I grab a drink, and after a few minutes my attention is drawn to the sound of what seems to be an argument over the other side of the room, specifically the words, “WELL, FUCK OFF THEN! GO ON! FUCK OFF!”, spoken by a girl in a Siouxsie Sioux t-shirt, leather mini and fishnets, the object of her ire some nondescript doofus in a duffle coat, about forty badges pinned to the lapels, who spreads his arms out at his sides, palms up, in a “What the fuck have I done?” gesture, after which both engage in a dumb-show of all manner of furious gestures for several more minutes until doofus trails off out the room dejectedly, leaving Siouxsie looking daggers at his shoulder blades, her head shaking in what appears to be exhausted exasperation.
Then the bass-player and his girlfriend and the singer in the band I’m there to see front up at the bar, the singer waves, shouts, “ROSS!”, and I say, “HEY!” and shove an envelope of a half dozen eight-by-tens I’d taken a couple weeks before at him, saying “THERE’S A COUPLE THERE I THINK ARE PRETTY GOOD!” and he takes a look, saying, “GREAT!”, and then he comes to the shot of his head and torso leaning into the microphone and bathed in fluorescent green light and says, “I LOOK LIKE A BIG SICK GREEN PENIS!” and we both crack up laughing.
“TAKE THEM!”, I say, because I don’t want to be dragging the things around with me the rest of the night, so he does, saying “SEE YOU AFTER!”, and the bass-player and his girlfriend and the singer all trail off to whatever passes for a dressing-room in this shithole, probably a toilet the size of a pencil case with walls covered in scribbly Texta scrawls of hairy testicles and vaginas and random phone numbers of random girls that not even the roadie for a drummer would ever consider ringing.

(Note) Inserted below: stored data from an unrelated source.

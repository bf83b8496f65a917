//! REST API acting as an HTTP reverse proxy.

use splitstack_common::error::Result;
use splitstack_common::types::LogicalId;

use super::Declared;
use crate::template::Resource;
use crate::value::{Pseudo, Value};

/// `AWS::ApiGateway::RestApi`
pub const REST_API_TYPE: &str = "AWS::ApiGateway::RestApi";
/// `AWS::ApiGateway::Resource`
pub const RESOURCE_TYPE: &str = "AWS::ApiGateway::Resource";
/// `AWS::ApiGateway::Method`
pub const METHOD_TYPE: &str = "AWS::ApiGateway::Method";
/// `AWS::ApiGateway::Deployment`
pub const DEPLOYMENT_TYPE: &str = "AWS::ApiGateway::Deployment";
/// `AWS::ApiGateway::Stage`
pub const STAGE_TYPE: &str = "AWS::ApiGateway::Stage";

/// Path part that matches every sub-path of the root.
pub const GREEDY_PATH: &str = "{proxy+}";

/// A REST API that proxies every method on every path to one HTTP
/// endpoint: an `ANY` method on the root and another on a greedy
/// `{proxy+}` resource.
#[derive(Debug, Clone, PartialEq)]
pub struct ProxyRestApi {
    /// API name.
    pub name: String,
    /// API description.
    pub description: String,
    /// Backend base URI. Sub-paths are appended as `/{proxy}`.
    pub integration_uri: Value,
    /// Name of the deployed stage.
    pub stage_name: String,
}

impl ProxyRestApi {
    /// Logical ID of the root method.
    ///
    /// # Errors
    ///
    /// Returns an error if the derived ID is invalid.
    pub fn method_id(api: &LogicalId) -> Result<LogicalId> {
        api.child("ANY")
    }

    /// Logical ID of the greedy path resource.
    ///
    /// # Errors
    ///
    /// Returns an error if the derived ID is invalid.
    pub fn proxy_resource_id(api: &LogicalId) -> Result<LogicalId> {
        api.child("proxy")
    }

    /// Logical ID of the method on the greedy path resource.
    ///
    /// # Errors
    ///
    /// Returns an error if the derived ID is invalid.
    pub fn proxy_method_id(api: &LogicalId) -> Result<LogicalId> {
        Self::proxy_resource_id(api)?.child("ANY")
    }

    /// Logical ID of the deployed stage.
    ///
    /// # Errors
    ///
    /// Returns an error if the derived ID is invalid.
    pub fn stage_id(&self, api: &LogicalId) -> Result<LogicalId> {
        api.child(&format!("DeploymentStage{}", self.stage_name))
    }

    /// Expands into the API, the root and greedy-path methods, a deployment,
    /// and the stage.
    ///
    /// # Errors
    ///
    /// Returns an error if a derived logical ID is invalid.
    pub fn declare(&self, id: &LogicalId) -> Result<Declared> {
        let method_id = Self::method_id(id)?;
        let proxy_id = Self::proxy_resource_id(id)?;
        let proxy_method_id = Self::proxy_method_id(id)?;
        let deployment_id = id.child("Deployment")?;
        let stage_id = self.stage_id(id)?;

        let api = Resource::new(REST_API_TYPE)
            .with("Description", self.description.as_str())
            .with("Name", self.name.as_str());

        let method = any_method(id, Value::get_att(id, "RootResourceId"))
            .with("Integration", http_proxy(self.integration_uri.clone(), None));

        let proxy = Resource::new(RESOURCE_TYPE)
            .with("ParentId", Value::get_att(id, "RootResourceId"))
            .with("PathPart", GREEDY_PATH)
            .with("RestApiId", Value::reference(id));

        let proxy_uri = Value::concat(vec![self.integration_uri.clone(), "/{proxy}".into()]);
        let proxy_method = any_method(id, Value::reference(&proxy_id))
            .with(
                "RequestParameters",
                Value::object([("method.request.path.proxy", Value::from(true))]),
            )
            .with(
                "Integration",
                http_proxy(
                    proxy_uri,
                    Some(("integration.request.path.proxy", "method.request.path.proxy")),
                ),
            );

        let deployment = Resource::new(DEPLOYMENT_TYPE)
            .with("Description", "Automatically created by the RestApi construct")
            .with("RestApiId", Value::reference(id))
            .depends_on(&method_id)
            .depends_on(&proxy_id)
            .depends_on(&proxy_method_id);

        let stage = Resource::new(STAGE_TYPE)
            .with("DeploymentId", Value::reference(&deployment_id))
            .with("RestApiId", Value::reference(id))
            .with("StageName", self.stage_name.as_str());

        Ok(vec![
            (id.clone(), api),
            (method_id, method),
            (proxy_id, proxy),
            (proxy_method_id, proxy_method),
            (deployment_id, deployment),
            (stage_id, stage),
        ])
    }

    /// Invoke URL of the deployed stage.
    ///
    /// # Errors
    ///
    /// Returns an error if the stage ID is invalid.
    pub fn url(&self, id: &LogicalId) -> Result<Value> {
        Ok(Value::concat(vec![
            "https://".into(),
            Value::reference(id),
            ".execute-api.".into(),
            Value::Pseudo(Pseudo::Region),
            ".".into(),
            Value::Pseudo(Pseudo::UrlSuffix),
            "/".into(),
            Value::reference(&self.stage_id(id)?),
            "/".into(),
        ]))
    }
}

fn any_method(api: &LogicalId, resource: Value) -> Resource {
    Resource::new(METHOD_TYPE)
        .with("AuthorizationType", "NONE")
        .with("HttpMethod", "ANY")
        .with("ResourceId", resource)
        .with("RestApiId", Value::reference(api))
}

fn http_proxy(uri: Value, path_mapping: Option<(&str, &str)>) -> Value {
    let mut integration = vec![
        ("IntegrationHttpMethod", Value::from("ANY")),
        ("Type", Value::from("HTTP_PROXY")),
        ("Uri", uri),
    ];
    if let Some((target, source)) = path_mapping {
        integration.push((
            "RequestParameters",
            Value::object([(target, Value::from(source))]),
        ));
    }
    Value::object(integration)
}

#[cfg(test)]
mod tests {
    use super::*;

    fn api() -> ProxyRestApi {
        ProxyRestApi {
            name: "Service API".into(),
            description: "API Gateway on top of ALB".into(),
            integration_uri: Value::from("http://example.com"),
            stage_name: "prod".into(),
        }
    }

    fn declared() -> Declared {
        let id = LogicalId::new("ApiGateway").expect("id");
        api().declare(&id).expect("declare")
    }

    fn find<'a>(declared: &'a Declared, id: &str) -> &'a Resource {
        declared
            .iter()
            .find(|(i, _)| i.as_str() == id)
            .map(|(_, r)| r)
            .unwrap_or_else(|| panic!("{id} not declared"))
    }

    #[test]
    fn root_any_method_is_http_proxy() {
        let declared = declared();
        assert_eq!(declared.len(), 6);
        let method = find(&declared, "ApiGatewayANY");
        let integration = method.property("Integration").expect("integration");
        assert_eq!(integration.field("Type"), Some(&Value::from("HTTP_PROXY")));
        assert_eq!(
            integration.field("IntegrationHttpMethod"),
            Some(&Value::from("ANY"))
        );
        assert_eq!(method.property("HttpMethod"), Some(&Value::from("ANY")));
    }

    #[test]
    fn sub_paths_are_forwarded_through_greedy_resource() {
        let declared = declared();
        let proxy = find(&declared, "ApiGatewayproxy");
        assert_eq!(proxy.resource_type, RESOURCE_TYPE);
        assert_eq!(proxy.property("PathPart"), Some(&Value::from("{proxy+}")));

        let method = find(&declared, "ApiGatewayproxyANY");
        assert_eq!(method.property("HttpMethod"), Some(&Value::from("ANY")));
        assert_eq!(
            method.property("ResourceId"),
            Some(&Value::reference(&LogicalId::new("ApiGatewayproxy").expect("id")))
        );
        assert_eq!(
            method
                .property("RequestParameters")
                .and_then(|p| p.field("method.request.path.proxy")),
            Some(&Value::from(true))
        );

        let integration = method.property("Integration").expect("integration");
        assert_eq!(integration.field("Type"), Some(&Value::from("HTTP_PROXY")));
        let uri = integration.field("Uri").expect("uri").to_json();
        assert_eq!(uri["Fn::Join"][1][0], "http://example.com");
        assert_eq!(uri["Fn::Join"][1][1], "/{proxy}");
        assert_eq!(
            integration
                .field("RequestParameters")
                .and_then(|p| p.field("integration.request.path.proxy")),
            Some(&Value::from("method.request.path.proxy"))
        );
    }

    #[test]
    fn deployment_waits_for_both_methods() {
        let declared = declared();
        let deployment = find(&declared, "ApiGatewayDeployment");
        let waits: Vec<&str> = deployment.depends_on.iter().map(LogicalId::as_str).collect();
        assert!(waits.contains(&"ApiGatewayANY"), "got: {waits:?}");
        assert!(waits.contains(&"ApiGatewayproxyANY"), "got: {waits:?}");
    }

    #[test]
    fn url_points_at_stage() {
        let id = LogicalId::new("ApiGateway").expect("id");
        let url = api().url(&id).expect("url").to_json();
        assert_eq!(url["Fn::Join"][1][7]["Ref"], "ApiGatewayDeploymentStageprod");
    }
}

I get another drink, prop myself against a wall and wait for the band; every suburb, every pub, music almost every night, no fucking pokies, and the only television, if there was one, a dodgy black and white 15 inch with shitty reception on brackets up high on a nicotine flavoured wall, the public bar full of bandy-legged, sunken-chested old farts hunched over an infinite beer, rheumy eyes glaring redly and resentfully at the steady influx of all these pretty things, these dandy young faggots in black jeans and ripped shirts and stupid hair coming into their pub with all this faggot music, their slutty girls, and they’d punch them all to oblivion if they had a functioning muscle left in their sagging, sandpaper-skin arms and were only a few years younger, but they just go back to their beer, brains so soaked they can’t hold a coherent thought for more than a few minutes these days, back to dreaming of a fantasy blowjob from Good Old Cheryl, 48 years old, 30 of them spent behind the bar, they wish she could bang them about their hairy ears forever with her tits, even though her breasts have turned the size and shape of drained and dried zucchinis , yet all she ever dreams about is getting the fuck home to her cat and a grilled cheese sandwich for dinner, maybe there’s a late movie to lull her off to a decent night’s sleep, she needs a thirty minute shower every night to scrape the grime of the day off.
Support band’s finished, Sammy the light and sound guy has shoved some music on – LOUD! – Ultravox before Midge Ure turned them all into a flock of poncing romantics, some Magazine maybe.
I grab another drink, drain it, and then another, then the girl in the Siouxsie Sioux t-shirt, all spiky black hair and Chrissie Hynde pout walks over to me, a little unsteady on her feet and she shoves her face in my ear and shouts over the din of the music, “I’VE SEEN YOU BEFORE! WHAT’S YOUR NAME?!”, and I tell her, and she shouts at me, “YOU’RE COMING HOME WITH ME!”, and she prods me in the chest with her finger.
“WHAT?!”, I shout back, “WHO THE FUCK ARE YOU?”
“I’M LUCY!!”, she yells at me, “YOU’RE COMING HOME WITH ME!”, and she pokes me again, a poke with each word.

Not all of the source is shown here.